What the exercise asks
Restate each entry shown beneath this instruction, keeping its wording intact.

Excerpts from a dataset:
******************************

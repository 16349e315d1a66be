// ABOUTME: Copy configuration as read from TOML files and command-line flags
// ABOUTME: Validates table names before any client is built

use std::fmt;
use std::path::Path;
use std::str::FromStr;
use std::sync::LazyLock;
use std::time::Duration;

use regex::Regex;
use serde::Deserialize;

use crate::error::{CopyError, Result, Side};
use crate::plan::Transform;

static TABLE_NAME: LazyLock<Regex> =
    LazyLock::new(|| Regex::new(r"^[A-Za-z0-9_.-]{3,255}$").expect("table name pattern is valid"));

/// Where and how to reach one DynamoDB endpoint.
#[derive(Debug, Clone, Default, PartialEq, Eq, Deserialize)]
#[serde(default, deny_unknown_fields)]
pub struct ClientConfig {
    pub region: Option<String>,
    pub endpoint_url: Option<String>,
    pub profile: Option<String>,
}

impl ClientConfig {
    /// Fields set on `self` win over the ones in `fallback`.
    pub fn or(&self, fallback: &ClientConfig) -> ClientConfig {
        ClientConfig {
            region: self.region.clone().or_else(|| fallback.region.clone()),
            endpoint_url: self
                .endpoint_url
                .clone()
                .or_else(|| fallback.endpoint_url.clone()),
            profile: self.profile.clone().or_else(|| fallback.profile.clone()),
        }
    }
}

#[derive(Debug, Clone, Default, PartialEq, Eq, Deserialize)]
#[serde(default, deny_unknown_fields)]
pub struct TableConfig {
    pub table_name: String,
    pub client: Option<ClientConfig>,
}

impl TableConfig {
    pub fn new(table_name: impl Into<String>) -> Self {
        Self {
            table_name: table_name.into(),
            client: None,
        }
    }

    pub fn client_config(&self, default: &ClientConfig) -> ClientConfig {
        match &self.client {
            Some(client) => client.or(default),
            None => default.clone(),
        }
    }
}

/// What to do about point-in-time recovery on a freshly created destination.
///
/// In files this is written as `"copy"`, `true` or `false`.
#[derive(Debug, Clone, Copy, Default, PartialEq, Eq, Deserialize)]
#[serde(try_from = "RawBackupPolicy")]
pub enum BackupPolicy {
    /// Enable on the destination when the source has it enabled.
    #[default]
    Copy,
    AlwaysEnable,
    Never,
}

#[derive(Deserialize)]
#[serde(untagged)]
enum RawBackupPolicy {
    Flag(bool),
    Name(String),
}

impl TryFrom<RawBackupPolicy> for BackupPolicy {
    type Error = String;

    fn try_from(raw: RawBackupPolicy) -> std::result::Result<Self, Self::Error> {
        match raw {
            RawBackupPolicy::Flag(true) => Ok(BackupPolicy::AlwaysEnable),
            RawBackupPolicy::Flag(false) => Ok(BackupPolicy::Never),
            RawBackupPolicy::Name(name) => name.parse(),
        }
    }
}

impl FromStr for BackupPolicy {
    type Err = String;

    fn from_str(s: &str) -> std::result::Result<Self, Self::Err> {
        match s.trim().to_ascii_lowercase().as_str() {
            "copy" => Ok(BackupPolicy::Copy),
            "true" | "always" => Ok(BackupPolicy::AlwaysEnable),
            "false" | "never" => Ok(BackupPolicy::Never),
            other => Err(format!(
                "invalid continuous backups mode '{}', expected copy, true or false",
                other
            )),
        }
    }
}

impl fmt::Display for BackupPolicy {
    fn fmt(&self, f: &mut fmt::Formatter<'_>) -> fmt::Result {
        match self {
            BackupPolicy::Copy => f.write_str("copy"),
            BackupPolicy::AlwaysEnable => f.write_str("true"),
            BackupPolicy::Never => f.write_str("false"),
        }
    }
}

/// Bounds for the loops that otherwise retry forever. `None` means unbounded.
#[derive(Debug, Clone, Default, PartialEq, Eq, Deserialize)]
#[serde(default, deny_unknown_fields)]
pub struct RetryLimits {
    pub max_write_retries: Option<u32>,
    pub activation_timeout_secs: Option<u64>,
}

impl RetryLimits {
    pub fn activation_timeout(&self) -> Option<Duration> {
        self.activation_timeout_secs.map(Duration::from_secs)
    }
}

/// Restart a copy after a known key with the counter already advanced.
#[derive(Debug, Clone, PartialEq, Deserialize)]
#[serde(deny_unknown_fields)]
pub struct ResumeConfig {
    /// Exclusive start key in DynamoDB JSON, e.g. `{"id": {"S": "a-17"}}`.
    pub cursor: serde_json::Value,
    #[serde(default)]
    pub copied: u64,
}

#[derive(Debug, Clone, Default, Deserialize)]
#[serde(default, deny_unknown_fields)]
pub struct CopyConfig {
    pub default_client: ClientConfig,
    pub source: TableConfig,
    pub destination: TableConfig,
    pub log: bool,
    pub create_if_missing: bool,
    pub schema_only: bool,
    pub continuous_backups: BackupPolicy,
    pub retry: RetryLimits,
    pub resume: Option<ResumeConfig>,
    #[serde(skip)]
    pub transform: Transform,
}

impl CopyConfig {
    pub fn new(source_table: impl Into<String>, destination_table: impl Into<String>) -> Self {
        Self {
            source: TableConfig::new(source_table),
            destination: TableConfig::new(destination_table),
            ..Default::default()
        }
    }

    pub fn from_toml_str(contents: &str) -> Result<Self> {
        toml::from_str(contents).map_err(|e| CopyError::configuration("config", e.to_string()))
    }

    pub fn load(path: &Path) -> Result<Self> {
        let contents = std::fs::read_to_string(path).map_err(|e| {
            CopyError::configuration("config", format!("cannot read {}: {}", path.display(), e))
        })?;
        Self::from_toml_str(&contents)
    }

    pub fn table(&self, side: Side) -> &TableConfig {
        match side {
            Side::Source => &self.source,
            Side::Destination => &self.destination,
        }
    }

    /// Checks both table names; the source is reported first.
    pub fn validate(&self) -> Result<()> {
        for side in [Side::Source, Side::Destination] {
            validate_table_name(side, &self.table(side).table_name)?;
        }
        Ok(())
    }
}

pub fn validate_table_name(side: Side, name: &str) -> Result<()> {
    if TABLE_NAME.is_match(name) {
        return Ok(());
    }
    Err(CopyError::configuration(
        format!("{}.table_name", side),
        "must follow AWS naming rules (3-255 length, and only the following characters: a-z, A-Z, 0-9, _-.)",
    ))
}
// ABOUTME: Library root for the DynamoDB table copier
// ABOUTME: Re-exports the configuration, entry points and store boundary

pub mod config;
pub mod cursor;
pub mod error;
pub mod orchestrator;
pub mod plan;
pub mod progress;
pub mod replication;
pub mod retry;
pub mod schema;
pub mod store;

pub use config::{BackupPolicy, ClientConfig, CopyConfig, RetryLimits, TableConfig};
pub use error::{CopyError, Result, Side};
pub use orchestrator::{copy, run_copy, CopyReport};
pub use plan::{CopyPlan, Transform};
pub use progress::{NoProgress, ProgressEvent, ProgressReporter, SpinnerReporter};
pub use store::{DynamoStore, Item, TableStore};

******************************

Output
repository 16349e315d1a66be
// ABOUTME: Copy configuration as read from TOML files and command-line flags
// ABOUTME: Validates table names before any client is built

use std::fmt;
use std::path::Path;
use std::str::FromStr;
use std::sync::LazyLock;
use std::time::Duration;

use regex::Regex;
use serde::Deserialize;

use crate::error::{CopyError, Result, Side};
use crate::plan::Transform;

static TABLE_NAME: LazyLock<Regex> =
    LazyLock::new(|| Regex::new(r"^[A-Za-z0-9_.-]{3,255}$").expect("table name pattern is valid"));

/// Where and how to reach one DynamoDB endpoint.
#[derive(Debug, Clone, Default, PartialEq, Eq, Deserialize)]
#[serde(default, deny_unknown_fields)]
pub struct ClientConfig {
    pub region: Option<String>,
    pub endpoint_url: Option<String>,
    pub profile: Option<String>,
}

impl ClientConfig {
    /// Fields set on `self` win over the ones in `fallback`.
    pub fn or(&self, fallback: &ClientConfig) -> ClientConfig {
        ClientConfig {
            region: self.region.clone().or_else(|| fallback.region.clone()),
            endpoint_url: self
                .endpoint_url
                .clone()
                .or_else(|| fallback.endpoint_url.clone()),
            profile: self.profile.clone().or_else(|| fallback.profile.clone()),
        }
    }
}

#[derive(Debug, Clone, Default, PartialEq, Eq, Deserialize)]
#[serde(default, deny_unknown_fields)]
pub struct TableConfig {
    pub table_name: String,
    pub client: Option<ClientConfig>,
}

impl TableConfig {
    pub fn new(table_name: impl Into<String>) -> Self {
        Self {
            table_name: table_name.into(),
            client: None,
        }
    }

    pub fn client_config(&self, default: &ClientConfig) -> ClientConfig {
        match &self.client {
            Some(client) => client.or(default),
            None => default.clone(),
        }
    }
}

/// What to do about point-in-time recovery on a freshly created destination.
///
/// In files this is written as `"copy"`, `true` or `false`.
#[derive(Debug, Clone, Copy, Default, PartialEq, Eq, Deserialize)]
#[serde(try_from = "RawBackupPolicy")]
pub enum BackupPolicy {
    /// Enable on the destination when the source has it enabled.
    #[default]
    Copy,
    AlwaysEnable,
    Never,
}

#[derive(Deserialize)]
#[serde(untagged)]
enum RawBackupPolicy {
    Flag(bool),
    Name(String),
}

impl TryFrom<RawBackupPolicy> for BackupPolicy {
    type Error = String;

    fn try_from(raw: RawBackupPolicy) -> std::result::Result<Self, Self::Error> {
        match raw {
            RawBackupPolicy::Flag(true) => Ok(BackupPolicy::AlwaysEnable),
            RawBackupPolicy::Flag(false) => Ok(BackupPolicy::Never),
            RawBackupPolicy::Name(name) => name.parse(),
        }
    }
}

impl FromStr for BackupPolicy {
    type Err = String;

    fn from_str(s: &str) -> std::result::Result<Self, Self::Err> {
        match s.trim().to_ascii_lowercase().as_str() {
            "copy" => Ok(BackupPolicy::Copy),
            "true" | "always" => Ok(BackupPolicy::AlwaysEnable),
            "false" | "never" => Ok(BackupPolicy::Never),
            other => Err(format!(
                "invalid continuous backups mode '{}', expected copy, true or false",
                other
            )),
        }
    }
}

impl fmt::Display for BackupPolicy {
    fn fmt(&self, f: &mut fmt::Formatter<'_>) -> fmt::Result {
        match self {
            BackupPolicy::Copy => f.write_str("copy"),
            BackupPolicy::AlwaysEnable => f.write_str("true"),
            BackupPolicy::Never => f.write_str("false"),
        }
    }
}

/// Bounds for the loops that otherwise retry forever. `None` means unbounded.
#[derive(Debug, Clone, Default, PartialEq, Eq, Deserialize)]
#[serde(default, deny_unknown_fields)]
pub struct RetryLimits {
    pub max_write_retries: Option<u32>,
    pub activation_timeout_secs: Option<u64>,
}

impl RetryLimits {
    pub fn activation_timeout(&self) -> Option<Duration> {
        self.activation_timeout_secs.map(Duration::from_secs)
    }
}

/// Restart a copy after a known key with the counter already advanced.
#[derive(Debug, Clone, PartialEq, Deserialize)]
#[serde(deny_unknown_fields)]
pub struct ResumeConfig {
    /// Exclusive start key in DynamoDB JSON, e.g. `{"id": {"S": "a-17"}}`.
    pub cursor: serde_json::Value,
    #[serde(default)]
    pub copied: u64,
}

#[derive(Debug, Clone, Default, Deserialize)]
#[serde(default, deny_unknown_fields)]
pub struct CopyConfig {
    pub default_client: ClientConfig,
    pub source: TableConfig,
    pub destination: TableConfig,
    pub log: bool,
    pub create_if_missing: bool,
    pub schema_only: bool,
    pub continuous_backups: BackupPolicy,
    pub retry: RetryLimits,
    pub resume: Option<ResumeConfig>,
    #[serde(skip)]
    pub transform: Transform,
}

impl CopyConfig {
    pub fn new(source_table: impl Into<String>, destination_table: impl Into<String>) -> Self {
        Self {
            source: TableConfig::new(source_table),
            destination: TableConfig::new(destination_table),
            ..Default::default()
        }
    }

    pub fn from_toml_str(contents: &str) -> Result<Self> {
        toml::from_str(contents).map_err(|e| CopyError::configuration("config", e.to_string()))
    }

    pub fn load(path: &Path) -> Result<Self> {
        let contents = std::fs::read_to_string(path).map_err(|e| {
            CopyError::configuration("config", format!("cannot read {}: {}", path.display(), e))
        })?;
        Self::from_toml_str(&contents)
    }

    pub fn table(&self, side: Side) -> &TableConfig {
        match side {
            Side::Source => &self.source,
            Side::Destination => &self.destination,
        }
    }

    /// Checks both table names; the source is reported first.
    pub fn validate(&self) -> Result<()> {
        for side in [Side::Source, Side::Destination] {
            validate_table_name(side, &self.table(side).table_name)?;
        }
        Ok(())
    }
}

pub fn validate_table_name(side: Side, name: &str) -> Result<()> {
    if TABLE_NAME.is_match(name) {
        return Ok(());
    }
    Err(CopyError::configuration(
        format!("{}.table_name", side),
        "must follow AWS naming rules (3-255 length, and only the following characters: a-z, A-Z, 0-9, _-.)",
    ))
}
// ABOUTME: Library root for the DynamoDB table copier
// ABOUTME: Re-exports the configuration, entry points and store boundary

pub mod config;
pub mod cursor;
pub mod error;
pub mod orchestrator;
pub mod plan;
pub mod progress;
pub mod replication;
pub mod retry;
pub mod schema;
pub mod store;

pub use config::{BackupPolicy, ClientConfig, CopyConfig, RetryLimits, TableConfig};
pub use error::{CopyError, Result, Side};
pub use orchestrator::{copy, run_copy, CopyReport};
pub use plan::{CopyPlan, Transform};
pub use progress::{NoProgress, ProgressEvent, ProgressReporter, SpinnerReporter};
pub use store::{DynamoStore, Item, TableStore};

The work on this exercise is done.